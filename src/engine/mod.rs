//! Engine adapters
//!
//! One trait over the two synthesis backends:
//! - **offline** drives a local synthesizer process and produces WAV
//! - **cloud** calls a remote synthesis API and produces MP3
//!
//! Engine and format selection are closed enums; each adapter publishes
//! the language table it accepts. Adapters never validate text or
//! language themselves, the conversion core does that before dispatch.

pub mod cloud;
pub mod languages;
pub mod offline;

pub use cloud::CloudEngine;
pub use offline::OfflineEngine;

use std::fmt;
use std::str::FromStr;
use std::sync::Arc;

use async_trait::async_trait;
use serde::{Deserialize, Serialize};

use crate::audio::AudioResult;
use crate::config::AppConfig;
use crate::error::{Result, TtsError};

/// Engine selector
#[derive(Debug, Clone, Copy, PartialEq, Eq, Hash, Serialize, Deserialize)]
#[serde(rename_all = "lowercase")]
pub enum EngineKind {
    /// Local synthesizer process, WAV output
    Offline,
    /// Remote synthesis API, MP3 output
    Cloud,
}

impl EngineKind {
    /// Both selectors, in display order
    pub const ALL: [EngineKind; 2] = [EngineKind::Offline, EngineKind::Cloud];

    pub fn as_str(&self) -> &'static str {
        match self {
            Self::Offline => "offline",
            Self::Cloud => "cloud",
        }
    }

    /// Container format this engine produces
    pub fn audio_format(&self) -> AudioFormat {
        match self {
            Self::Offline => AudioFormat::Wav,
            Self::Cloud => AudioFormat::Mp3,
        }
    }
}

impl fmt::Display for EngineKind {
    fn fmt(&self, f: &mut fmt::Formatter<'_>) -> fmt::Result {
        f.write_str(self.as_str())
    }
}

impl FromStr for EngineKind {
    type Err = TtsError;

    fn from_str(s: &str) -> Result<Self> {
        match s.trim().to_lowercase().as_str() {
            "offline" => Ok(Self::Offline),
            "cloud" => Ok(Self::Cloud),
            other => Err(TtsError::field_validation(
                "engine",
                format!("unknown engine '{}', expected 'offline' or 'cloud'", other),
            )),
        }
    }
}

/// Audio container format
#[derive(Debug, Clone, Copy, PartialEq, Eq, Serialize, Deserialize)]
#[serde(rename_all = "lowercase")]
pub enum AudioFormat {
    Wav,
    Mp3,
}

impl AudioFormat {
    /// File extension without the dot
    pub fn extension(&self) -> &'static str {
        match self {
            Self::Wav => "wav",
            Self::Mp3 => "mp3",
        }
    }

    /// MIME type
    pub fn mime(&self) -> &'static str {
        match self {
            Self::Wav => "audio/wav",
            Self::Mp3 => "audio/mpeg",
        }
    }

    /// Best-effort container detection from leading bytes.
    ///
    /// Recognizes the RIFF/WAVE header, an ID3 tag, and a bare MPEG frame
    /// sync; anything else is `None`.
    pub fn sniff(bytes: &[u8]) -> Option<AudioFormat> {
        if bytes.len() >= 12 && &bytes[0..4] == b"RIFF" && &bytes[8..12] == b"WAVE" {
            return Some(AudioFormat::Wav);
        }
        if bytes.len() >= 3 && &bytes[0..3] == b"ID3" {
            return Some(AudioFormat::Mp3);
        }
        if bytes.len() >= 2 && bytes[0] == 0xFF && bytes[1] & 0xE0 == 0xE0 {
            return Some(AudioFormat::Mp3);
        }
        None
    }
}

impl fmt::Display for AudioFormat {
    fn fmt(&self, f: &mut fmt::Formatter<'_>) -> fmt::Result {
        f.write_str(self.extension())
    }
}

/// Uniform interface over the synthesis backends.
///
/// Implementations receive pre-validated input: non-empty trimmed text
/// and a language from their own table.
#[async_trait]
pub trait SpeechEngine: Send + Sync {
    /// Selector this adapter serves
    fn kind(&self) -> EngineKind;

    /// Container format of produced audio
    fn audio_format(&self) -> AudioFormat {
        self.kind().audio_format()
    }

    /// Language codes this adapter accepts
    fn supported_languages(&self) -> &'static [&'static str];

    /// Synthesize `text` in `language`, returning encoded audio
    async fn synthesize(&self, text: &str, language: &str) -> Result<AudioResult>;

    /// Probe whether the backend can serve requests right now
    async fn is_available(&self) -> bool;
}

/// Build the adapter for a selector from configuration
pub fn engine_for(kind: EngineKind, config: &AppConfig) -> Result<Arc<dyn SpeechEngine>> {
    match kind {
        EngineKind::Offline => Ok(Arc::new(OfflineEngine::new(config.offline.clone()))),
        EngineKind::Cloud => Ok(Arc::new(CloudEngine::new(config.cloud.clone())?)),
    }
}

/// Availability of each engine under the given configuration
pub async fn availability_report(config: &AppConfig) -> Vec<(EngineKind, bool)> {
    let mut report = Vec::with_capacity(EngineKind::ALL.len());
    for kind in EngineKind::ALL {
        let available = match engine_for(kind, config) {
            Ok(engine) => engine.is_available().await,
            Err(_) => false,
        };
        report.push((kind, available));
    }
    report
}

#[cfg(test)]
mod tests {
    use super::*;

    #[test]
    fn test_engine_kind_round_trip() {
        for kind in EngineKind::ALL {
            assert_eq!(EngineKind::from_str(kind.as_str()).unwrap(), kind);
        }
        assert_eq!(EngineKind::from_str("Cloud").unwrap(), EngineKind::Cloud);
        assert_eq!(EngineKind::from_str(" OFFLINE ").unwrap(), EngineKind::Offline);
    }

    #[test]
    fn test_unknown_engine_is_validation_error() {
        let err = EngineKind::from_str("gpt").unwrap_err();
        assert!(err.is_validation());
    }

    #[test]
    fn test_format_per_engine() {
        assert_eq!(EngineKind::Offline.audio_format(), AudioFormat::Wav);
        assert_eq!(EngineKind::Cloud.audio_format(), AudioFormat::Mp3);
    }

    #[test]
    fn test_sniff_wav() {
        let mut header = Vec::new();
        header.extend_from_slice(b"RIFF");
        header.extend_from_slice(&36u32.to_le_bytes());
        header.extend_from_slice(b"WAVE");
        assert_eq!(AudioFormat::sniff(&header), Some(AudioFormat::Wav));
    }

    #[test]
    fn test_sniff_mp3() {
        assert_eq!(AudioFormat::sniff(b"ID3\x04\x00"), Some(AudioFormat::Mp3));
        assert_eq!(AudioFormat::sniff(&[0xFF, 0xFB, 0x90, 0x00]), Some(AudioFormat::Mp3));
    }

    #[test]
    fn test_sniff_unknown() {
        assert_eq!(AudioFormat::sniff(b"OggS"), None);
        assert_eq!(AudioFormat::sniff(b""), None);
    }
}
§ §
**Task to carry out**
Would you output every record above exactly as it stands?

**Task solution**
filename src/engine/mod.rs
//! Engine adapters
//!
//! One trait over the two synthesis backends:
//! - **offline** drives a local synthesizer process and produces WAV
//! - **cloud** calls a remote synthesis API and produces MP3
//!
//! Engine and format selection are closed enums; each adapter publishes
//! the language table it accepts. Adapters never validate text or
//! language themselves, the conversion core does that before dispatch.

pub mod cloud;
pub mod languages;
pub mod offline;

pub use cloud::CloudEngine;
pub use offline::OfflineEngine;

use std::fmt;
use std::str::FromStr;
use std::sync::Arc;

use async_trait::async_trait;
use serde::{Deserialize, Serialize};

use crate::audio::AudioResult;
use crate::config::AppConfig;
use crate::error::{Result, TtsError};

/// Engine selector
#[derive(Debug, Clone, Copy, PartialEq, Eq, Hash, Serialize, Deserialize)]
#[serde(rename_all = "lowercase")]
pub enum EngineKind {
    /// Local synthesizer process, WAV output
    Offline,
    /// Remote synthesis API, MP3 output
    Cloud,
}

impl EngineKind {
    /// Both selectors, in display order
    pub const ALL: [EngineKind; 2] = [EngineKind::Offline, EngineKind::Cloud];

    pub fn as_str(&self) -> &'static str {
        match self {
            Self::Offline => "offline",
            Self::Cloud => "cloud",
        }
    }

    /// Container format this engine produces
    pub fn audio_format(&self) -> AudioFormat {
        match self {
            Self::Offline => AudioFormat::Wav,
            Self::Cloud => AudioFormat::Mp3,
        }
    }
}

impl fmt::Display for EngineKind {
    fn fmt(&self, f: &mut fmt::Formatter<'_>) -> fmt::Result {
        f.write_str(self.as_str())
    }
}

impl FromStr for EngineKind {
    type Err = TtsError;

    fn from_str(s: &str) -> Result<Self> {
        match s.trim().to_lowercase().as_str() {
            "offline" => Ok(Self::Offline),
            "cloud" => Ok(Self::Cloud),
            other => Err(TtsError::field_validation(
                "engine",
                format!("unknown engine '{}', expected 'offline' or 'cloud'", other),
            )),
        }
    }
}

/// Audio container format
#[derive(Debug, Clone, Copy, PartialEq, Eq, Serialize, Deserialize)]
#[serde(rename_all = "lowercase")]
pub enum AudioFormat {
    Wav,
    Mp3,
}

impl AudioFormat {
    /// File extension without the dot
    pub fn extension(&self) -> &'static str {
        match self {
            Self::Wav => "wav",
            Self::Mp3 => "mp3",
        }
    }

    /// MIME type
    pub fn mime(&self) -> &'static str {
        match self {
            Self::Wav => "audio/wav",
            Self::Mp3 => "audio/mpeg",
        }
    }

    /// Best-effort container detection from leading bytes.
    ///
    /// Recognizes the RIFF/WAVE header, an ID3 tag, and a bare MPEG frame
    /// sync; anything else is `None`.
    pub fn sniff(bytes: &[u8]) -> Option<AudioFormat> {
        if bytes.len() >= 12 && &bytes[0..4] == b"RIFF" && &bytes[8..12] == b"WAVE" {
            return Some(AudioFormat::Wav);
        }
        if bytes.len() >= 3 && &bytes[0..3] == b"ID3" {
            return Some(AudioFormat::Mp3);
        }
        if bytes.len() >= 2 && bytes[0] == 0xFF && bytes[1] & 0xE0 == 0xE0 {
            return Some(AudioFormat::Mp3);
        }
        None
    }
}

impl fmt::Display for AudioFormat {
    fn fmt(&self, f: &mut fmt::Formatter<'_>) -> fmt::Result {
        f.write_str(self.extension())
    }
}

/// Uniform interface over the synthesis backends.
///
/// Implementations receive pre-validated input: non-empty trimmed text
/// and a language from their own table.
#[async_trait]
pub trait SpeechEngine: Send + Sync {
    /// Selector this adapter serves
    fn kind(&self) -> EngineKind;

    /// Container format of produced audio
    fn audio_format(&self) -> AudioFormat {
        self.kind().audio_format()
    }

    /// Language codes this adapter accepts
    fn supported_languages(&self) -> &'static [&'static str];

    /// Synthesize `text` in `language`, returning encoded audio
    async fn synthesize(&self, text: &str, language: &str) -> Result<AudioResult>;

    /// Probe whether the backend can serve requests right now
    async fn is_available(&self) -> bool;
}

/// Build the adapter for a selector from configuration
pub fn engine_for(kind: EngineKind, config: &AppConfig) -> Result<Arc<dyn SpeechEngine>> {
    match kind {
        EngineKind::Offline => Ok(Arc::new(OfflineEngine::new(config.offline.clone()))),
        EngineKind::Cloud => Ok(Arc::new(CloudEngine::new(config.cloud.clone())?)),
    }
}

/// Availability of each engine under the given configuration
pub async fn availability_report(config: &AppConfig) -> Vec<(EngineKind, bool)> {
    let mut report = Vec::with_capacity(EngineKind::ALL.len());
    for kind in EngineKind::ALL {
        let available = match engine_for(kind, config) {
            Ok(engine) => engine.is_available().await,
            Err(_) => false,
        };
        report.push((kind, available));
    }
    report
}

#[cfg(test)]
mod tests {
    use super::*;

    #[test]
    fn test_engine_kind_round_trip() {
        for kind in EngineKind::ALL {
            assert_eq!(EngineKind::from_str(kind.as_str()).unwrap(), kind);
        }
        assert_eq!(EngineKind::from_str("Cloud").unwrap(), EngineKind::Cloud);
        assert_eq!(EngineKind::from_str(" OFFLINE ").unwrap(), EngineKind::Offline);
    }

    #[test]
    fn test_unknown_engine_is_validation_error() {
        let err = EngineKind::from_str("gpt").unwrap_err();
        assert!(err.is_validation());
    }

    #[test]
    fn test_format_per_engine() {
        assert_eq!(EngineKind::Offline.audio_format(), AudioFormat::Wav);
        assert_eq!(EngineKind::Cloud.audio_format(), AudioFormat::Mp3);
    }

    #[test]
    fn test_sniff_wav() {
        let mut header = Vec::new();
        header.extend_from_slice(b"RIFF");
        header.extend_from_slice(&36u32.to_le_bytes());
        header.extend_from_slice(b"WAVE");
        assert_eq!(AudioFormat::sniff(&header), Some(AudioFormat::Wav));
    }

    #[test]
    fn test_sniff_mp3() {
        assert_eq!(AudioFormat::sniff(b"ID3\x04\x00"), Some(AudioFormat::Mp3));
        assert_eq!(AudioFormat::sniff(&[0xFF, 0xFB, 0x90, 0x00]), Some(AudioFormat::Mp3));
    }

    #[test]
    fn test_sniff_unknown() {
        assert_eq!(AudioFormat::sniff(b"OggS"), None);
        assert_eq!(AudioFormat::sniff(b""), None);
    }
}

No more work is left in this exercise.